Recognition and Peer Context
Santa Marina's inclusion in the Condé Nast Gold List 2023 and Tatler's Hot List places it in a recognised tier of resort properties that editorial travel media considers worth tracking year to year. The Condé Nast Gold List in particular operates as a curated set rather than a ranked competition, which means inclusion signals sustained quality rather than a single exceptional year. Within the Luxury Collection portfolio, a brand that spans independent-character properties under Marriott's umbrella globally, Santa Marina sits alongside properties like Milatos Marriott Resort Crete in the broader Greek market, though the Ornos Bay location and private beach give it a distinct competitive identity.

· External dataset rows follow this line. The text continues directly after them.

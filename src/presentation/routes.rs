//! Route Configuration
//!
//! Operational endpoints of the key rotator process.
//!
//! # Endpoints
//! - `GET /health/live` - Liveness probe
//! - `GET /health/ready` - Readiness probe (can the data key be read?)
//! - `GET /metrics` - Prometheus metrics
//! - `GET /api/v1/users/@me` - Subject behind a bearer token

use std::sync::Arc;

use axum::{
    extract::{FromRef, State},
    http::StatusCode,
    response::IntoResponse,
    routing::get,
    Json, Router,
};
use serde::Serialize;

use super::extractors::AuthUser;
use crate::application::services::{AuthService, KeyLifecycleManager, KeyStoreError};
use crate::domain::{KeyRepository, User};
use crate::infrastructure::metrics;

/// State shared by the operational routes
pub struct RouterState<R: KeyRepository> {
    pub auth: Arc<dyn AuthService>,
    pub keys: Arc<KeyLifecycleManager<R>>,
}

impl<R: KeyRepository> Clone for RouterState<R> {
    fn clone(&self) -> Self {
        Self {
            auth: self.auth.clone(),
            keys: self.keys.clone(),
        }
    }
}

impl<R: KeyRepository> FromRef<RouterState<R>> for Arc<dyn AuthService> {
    fn from_ref(state: &RouterState<R>) -> Self {
        state.auth.clone()
    }
}

/// Simple liveness response
#[derive(Debug, Serialize)]
pub struct LivenessResponse {
    pub status: &'static str,
    pub version: &'static str,
}

/// Readiness response
#[derive(Debug, Serialize)]
pub struct ReadinessResponse {
    pub status: &'static str,
    pub key_store: &'static str,
}

/// Create the router
pub fn create_router<R>(auth: Arc<dyn AuthService>, keys: Arc<KeyLifecycleManager<R>>) -> Router
where
    R: KeyRepository + 'static,
{
    Router::new()
        .route("/health/live", get(liveness))
        .route("/health/ready", get(readiness::<R>))
        .route("/metrics", get(metrics_handler))
        .route("/api/v1/users/@me", get(current_user))
        .with_state(RouterState { auth, keys })
}

/// Liveness probe
async fn liveness() -> Json<LivenessResponse> {
    Json(LivenessResponse {
        status: "alive",
        version: env!("CARGO_PKG_VERSION"),
    })
}

/// Readiness probe - 503 while the data key cannot be read
async fn readiness<R>(State(state): State<RouterState<R>>) -> impl IntoResponse
where
    R: KeyRepository + 'static,
{
    let (status_code, key_store) = match state.keys.fetch_data_key().await {
        Ok(Some(_)) => (StatusCode::OK, "ok"),
        Ok(None) => (StatusCode::SERVICE_UNAVAILABLE, "uninitialized"),
        Err(KeyStoreError::Unavailable(e)) => {
            tracing::warn!(error = %e, "Key store unreachable");
            (StatusCode::SERVICE_UNAVAILABLE, "unavailable")
        }
        Err(e) => {
            tracing::error!(error = %e, "Key store unusable");
            (StatusCode::SERVICE_UNAVAILABLE, "corrupt")
        }
    };

    let status = if status_code == StatusCode::OK {
        "ready"
    } else {
        "not_ready"
    };

    (status_code, Json(ReadinessResponse { status, key_store }))
}

/// Prometheus metrics endpoint handler
async fn metrics_handler() -> impl IntoResponse {
    let metrics = metrics::gather_metrics();
    (
        [(
            axum::http::header::CONTENT_TYPE,
            "text/plain; version=0.0.4; charset=utf-8",
        )],
        metrics,
    )
}

async fn current_user(AuthUser(user): AuthUser) -> Json<User> {
    Json(user)
}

For travellers comparing resort options across the Greek islands, the 2026 season runs 6 May through 18 October. Readers considering other Greek island and mainland properties for context might look at Amoudi Villas in Oia, Eréma in Milos, Gundari in Petousis, Le Méridien Sissi Crete, 100 Rizes Seaside Resort in Gytheio, NOS Hotel & Villas, Pnoé Breathing Life, Pegasus Suites in Fira, and Blue Sand Hotel & Suites. For international benchmarks in the same luxury band, Four Seasons Astir Palace Hotel Athens and Aman Venice offer useful reference points for what resort infrastructure and editorial recognition look like at comparable price tiers.
Planning Your Stay
The property sits at Ornos Bay, roughly 2.5 miles from Mykonos Town, port, and airport, which makes ground transfers quick by island standards. The private pier extends the option of arriving by sea, and the helipad removes the road transfer entirely for those arriving by air charter. The 2026 season opens 6 May and closes 18 October. Weddings and incentive events are accommodated on-site. Children's facilities are available, and the villa configuration, with space for extra beds or cribs, makes the property more functional for families than most Cycladic luxury hotels of comparable market positioning. Booking connects through the Marriott Luxury Collection reservation system.